Extracted data entries:
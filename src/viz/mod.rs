//! Visualization: render the selected series as a multi-line chart to **SVG** or **PNG**.
//!
//! - Only records whose label is in the selection are drawn, one colored line per label
//! - Distinct series colors (Microsoft Office palette), markers on every point
//! - Locale-aware tick labels (`30,000` vs `30.000`)
//! - Optional vertical marker line (e.g. a release date)
//!
//! Text (title, ticks, legend) needs a font file: the `ab_glyph` text path does not
//! discover OS fonts. Without `ChartSpec::font` the chart is drawn without text.

pub mod types;
pub mod util;

pub use types::ChartSpec;

use crate::filter::LabelSet;
use crate::models::{Label, Record, numeric_value};
use anyhow::{Context, Result, anyhow};
use num_format::{Locale, ToFormattedString};

use plotters::backend::DrawingBackend;
use plotters::coord::Shift;
use plotters::prelude::*;
use plotters::series::LineSeries;
use plotters::style::FontFamily;

use plotters_bitmap::BitMapBackend;
use plotters_svg::SVGBackend;

use std::path::Path;
use std::sync::OnceLock;

use util::{map_locale, office_color, padded_range};

/// Points of one series, in drawing order.
type Series = (Label, Vec<(f64, f64)>);

/// First registered font wins; later paths are ignored.
static FONT: OnceLock<bool> = OnceLock::new();

fn ensure_font_registered(path: &Path) -> Result<()> {
    if FONT.get().is_some() {
        return Ok(());
    }
    let bytes = std::fs::read(path).with_context(|| format!("read font {}", path.display()))?;
    // ab_glyph keeps a 'static reference for the whole process
    let bytes: &'static [u8] = Box::leak(bytes.into_boxed_slice());
    plotters::style::register_font("sans-serif", plotters::style::FontStyle::Normal, bytes)
        .map_err(|_| anyhow!("invalid font {}", path.display()))?;
    let _ = FONT.set(true);
    Ok(())
}

/// X coordinate: JSON numbers, or strings holding a number (e.g. `"2020"`).
fn x_coord(record: &Record, field: &str) -> Option<f64> {
    numeric_value(record, field).or_else(|| {
        record
            .get(field)?
            .as_str()?
            .trim()
            .parse::<f64>()
            .ok()
            .filter(|x| x.is_finite())
    })
}

/// Group the admitted records into series, following the order of `selected`.
fn collect_series(records: &[Record], selected: &[Label], spec: &ChartSpec) -> Vec<Series> {
    let admitted = LabelSet::new(selected);
    let mut series: Vec<Series> = Vec::new();
    for label in selected {
        if series.iter().any(|(l, _)| l == label) {
            continue;
        }
        series.push((label.clone(), Vec::new()));
    }
    for r in records {
        if !admitted.admits(r, &spec.label_field) {
            continue;
        }
        let (Some(x), Some(y)) = (x_coord(r, &spec.x_field), numeric_value(r, &spec.value_field))
        else {
            continue;
        };
        let label = Label::of(r, &spec.label_field);
        if let Some((_, pts)) = series.iter_mut().find(|(l, _)| *l == label) {
            pts.push((x, y));
        }
    }
    for (_, pts) in series.iter_mut() {
        pts.sort_by(|a, b| a.0.total_cmp(&b.0));
    }
    series.retain(|(_, pts)| !pts.is_empty());
    series
}

/// Plot the records whose label is in `selected`. SVG when the extension is `.svg`, PNG otherwise.
pub fn plot_selected<P: AsRef<Path>>(
    records: &[Record],
    selected: &[Label],
    spec: &ChartSpec,
    out_path: P,
    width: u32,
    height: u32,
) -> Result<()> {
    let series = collect_series(records, selected, spec);
    if series.is_empty() {
        return Err(anyhow!("no data to plot"));
    }

    let with_text = match &spec.font {
        Some(font) => {
            ensure_font_registered(font)?;
            true
        }
        None => false,
    };

    let all = || series.iter().flat_map(|(_, pts)| pts.iter());
    let (min_x, max_x) = padded_range(all().map(|p| p.0).chain(spec.marker))
        .ok_or_else(|| anyhow!("no valid x values"))?;
    let (min_y, max_y) =
        padded_range(all().map(|p| p.1)).ok_or_else(|| anyhow!("no numeric values to plot"))?;

    let out_path = out_path.as_ref();
    let path_string = out_path.to_string_lossy().into_owned();
    let num_locale = map_locale(&spec.locale);
    let bounds = ((min_x, max_x), (min_y, max_y));

    if out_path.extension().and_then(|s| s.to_str()) == Some("svg") {
        let root = SVGBackend::new(path_string.as_str(), (width, height)).into_drawing_area();
        draw_chart(root, &series, bounds, spec, num_locale, with_text)?;
    } else {
        let root = BitMapBackend::new(path_string.as_str(), (width, height)).into_drawing_area();
        draw_chart(root, &series, bounds, spec, num_locale, with_text)?;
    }
    log::debug!("wrote {} series to {}", series.len(), out_path.display());
    Ok(())
}

/// Helper that draws to any Plotters backend.
#[allow(clippy::type_complexity)]
fn draw_chart<DB>(
    root: DrawingArea<DB, Shift>,
    series: &[Series],
    ((min_x, max_x), (min_y, max_y)): ((f64, f64), (f64, f64)),
    spec: &ChartSpec,
    num_locale: &Locale,
    with_text: bool,
) -> Result<()>
where
    DB: DrawingBackend,
{
    root.fill(&WHITE).map_err(|e| anyhow!("{:?}", e))?;

    let mut builder = ChartBuilder::on(&root);
    builder.margin(20);
    if with_text {
        builder
            .caption(&spec.title, (FontFamily::SansSerif, 24))
            .set_label_area_size(LabelAreaPosition::Left, 80)
            .set_label_area_size(LabelAreaPosition::Bottom, 44);
    }
    let mut chart = builder
        .build_cartesian_2d(min_x..max_x, min_y..max_y)
        .map_err(|e| anyhow!("{:?}", e))?;

    if with_text {
        // Y uses locale thousands separators for large magnitudes
        let y_label_fmt = |v: &f64| {
            if v.abs() >= 1000.0 {
                (v.round() as i64).to_formatted_string(num_locale)
            } else {
                format!("{:.2}", v)
            }
        };
        let x_label_fmt = |x: &f64| {
            if !spec.x_ticks.is_empty() {
                // category positions: only whole positions carry a name
                return match (x.fract() == 0.0 && *x >= 0.0).then(|| *x as usize) {
                    Some(i) => spec.x_ticks.get(i).cloned().unwrap_or_default(),
                    None => String::new(),
                };
            }
            if x.fract() == 0.0 {
                format!("{}", *x as i64)
            } else {
                format!("{:.2}", x)
            }
        };
        chart
            .configure_mesh()
            .x_desc(spec.x_field.as_str())
            .y_desc(spec.value_field.as_str())
            .x_labels(12)
            .y_labels(10)
            .x_label_formatter(&x_label_fmt)
            .y_label_formatter(&y_label_fmt)
            .label_style((FontFamily::SansSerif, 14))
            .axis_desc_style((FontFamily::SansSerif, 16))
            .draw()
            .map_err(|e| anyhow!("{:?}", e))?;
    }

    for (idx, (label, pts)) in series.iter().enumerate() {
        let color = office_color(idx);
        let style = ShapeStyle {
            color,
            filled: false,
            stroke_width: 2,
        };

        chart
            .draw_series(LineSeries::new(pts.iter().copied(), style))
            .map_err(|e| anyhow!("{:?}", e))?
            .label(label.to_string())
            .legend(move |(x, y)| PathElement::new(vec![(x, y), (x + 24, y)], color));

        chart
            .draw_series(pts.iter().map(|&p| Circle::new(p, 3, color.filled())))
            .map_err(|e| anyhow!("{:?}", e))?;
    }

    if let Some(m) = spec.marker {
        let red = RGBColor(244, 67, 54);
        chart
            .draw_series(LineSeries::new(
                vec![(m, min_y), (m, max_y)],
                red.stroke_width(2),
            ))
            .map_err(|e| anyhow!("{:?}", e))?;
    }

    if with_text {
        chart
            .configure_series_labels()
            .border_style(&BLACK)
            .position(SeriesLabelPosition::UpperLeft)
            .background_style(&WHITE.mix(0.85))
            .label_font((FontFamily::SansSerif, 14))
            .draw()
            .map_err(|e| anyhow!("{:?}", e))?;
    }

    root.present().map_err(|e| anyhow!("{:?}", e))?;
    Ok(())
}
//! Axis helpers: scale kind inference, tick ordering, and annotation placement.

use crate::models::Record;
use chrono::NaiveDate;
use regex::Regex;
use serde_json::Value;
use std::cmp::Ordering;
use std::sync::OnceLock;

/// How an axis field should be scaled.
#[derive(Debug, Clone, Copy, PartialEq, Eq)]
pub enum AxisKind {
    /// Continuous numeric axis.
    Linear,
    /// `YYYY-MM-DD` dates, one category per day.
    TimeCategory,
    /// `YYYY` years as ordered categories.
    Category,
}

fn date_re() -> &'static Regex {
    static RE: OnceLock<Regex> = OnceLock::new();
    RE.get_or_init(|| {
        Regex::new(concat!(
            r"^[0-9]{4}-(",
            r"((0[13578]|10|12)-(0[1-9]|[12][0-9]|3[01]))",
            r"|(02-(0[1-9]|[12][0-9]))",
            r"|((0[469]|11)-(0[1-9]|[12][0-9]|30))",
            r")$"
        ))
        .expect("static date regex")
    })
}

fn year_re() -> &'static Regex {
    static RE: OnceLock<Regex> = OnceLock::new();
    RE.get_or_init(|| Regex::new(r"^[0-9]{4}$").expect("static year regex"))
}

/// Classify a single value.
pub fn classify(v: &Value) -> Option<AxisKind> {
    match v {
        Value::Number(_) => Some(AxisKind::Linear),
        Value::String(s) if date_re().is_match(s) => Some(AxisKind::TimeCategory),
        Value::String(s) if year_re().is_match(s) => Some(AxisKind::Category),
        _ => None,
    }
}

/// Axis kind of `field`, judged from the first record only.
pub fn infer_axis_kind(records: &[Record], field: &str) -> Option<AxisKind> {
    classify(records.first()?.get(field)?)
}

fn tick_key(v: Option<&Value>) -> Option<f64> {
    match v? {
        Value::Number(n) => n.as_f64(),
        Value::String(s) => s.trim().parse::<f64>().ok().filter(|x| x.is_finite()),
        _ => None,
    }
}

/// Stable sort by the numeric value of `field` (numbers or numeric strings).
/// Records without a usable key move to the end, keeping their order.
pub fn sort_ticks(records: &mut [Record], field: &str) {
    records.sort_by(|a, b| match (tick_key(a.get(field)), tick_key(b.get(field))) {
        (Some(x), Some(y)) => x.partial_cmp(&y).unwrap_or(Ordering::Equal),
        (Some(_), None) => Ordering::Less,
        (None, Some(_)) => Ordering::Greater,
        (None, None) => Ordering::Equal,
    });
}

fn as_date(v: &Value) -> Option<NaiveDate> {
    let s = v.as_str().map(str::to_string).or_else(|| v.as_i64().map(|n| n.to_string()))?;
    if year_re().is_match(&s) {
        let year = s.parse::<i32>().ok()?;
        return NaiveDate::from_ymd_opt(year, 1, 1);
    }
    NaiveDate::parse_from_str(&s, "%Y-%m-%d").ok()
}

/// Distinct values of `x_field` (first occurrence wins) in chronological order.
///
/// Values that are not dates or years keep their relative order after all dates.
pub fn category_ticks(records: &[Record], x_field: &str) -> Vec<Value> {
    let mut xs: Vec<Value> = Vec::new();
    for r in records {
        if let Some(x) = r.get(x_field) {
            if !xs.contains(x) {
                xs.push(x.clone());
            }
        }
    }
    xs.sort_by(|a, b| match (as_date(a), as_date(b)) {
        (Some(x), Some(y)) => x.cmp(&y),
        (Some(_), None) => Ordering::Less,
        (None, Some(_)) => Ordering::Greater,
        (None, None) => Ordering::Equal,
    });
    xs
}

/// Position of `marker` among the distinct, chronologically ordered values of `x_field`.
pub fn annotation_position(records: &[Record], x_field: &str, marker: &Value) -> Option<usize> {
    category_ticks(records, x_field).iter().position(|x| x == marker)
}

/// Replace each value of `x_field` with its position in [`category_ticks`], so a
/// category axis can be drawn on a numeric scale. Returns the ticks.
pub fn index_categories(records: &mut [Record], x_field: &str) -> Vec<Value> {
    let ticks = category_ticks(records, x_field);
    for r in records.iter_mut() {
        let pos = r.get(x_field).and_then(|x| ticks.iter().position(|t| t == x));
        if let Some(i) = pos {
            r.insert(x_field.to_string(), Value::from(i));
        }
    }
    ticks
}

PROBLEM TO WORK ON -> Copy exactly the lines from the top of the entries through the line with "use plotters::prelude::*;" in it, please, keeping both ends and adding nothing.

TASK RESULT ->
filename src/viz/mod.rs
//! Visualization: render the selected series as a multi-line chart to **SVG** or **PNG**.
//!
//! - Only records whose label is in the selection are drawn, one colored line per label
//! - Distinct series colors (Microsoft Office palette), markers on every point
//! - Locale-aware tick labels (`30,000` vs `30.000`)
//! - Optional vertical marker line (e.g. a release date)
//!
//! Text (title, ticks, legend) needs a font file: the `ab_glyph` text path does not
//! discover OS fonts. Without `ChartSpec::font` the chart is drawn without text.

pub mod types;
pub mod util;

pub use types::ChartSpec;

use crate::filter::LabelSet;
use crate::models::{Label, Record, numeric_value};
use anyhow::{Context, Result, anyhow};
use num_format::{Locale, ToFormattedString};

use plotters::backend::DrawingBackend;
use plotters::coord::Shift;
use plotters::prelude::*;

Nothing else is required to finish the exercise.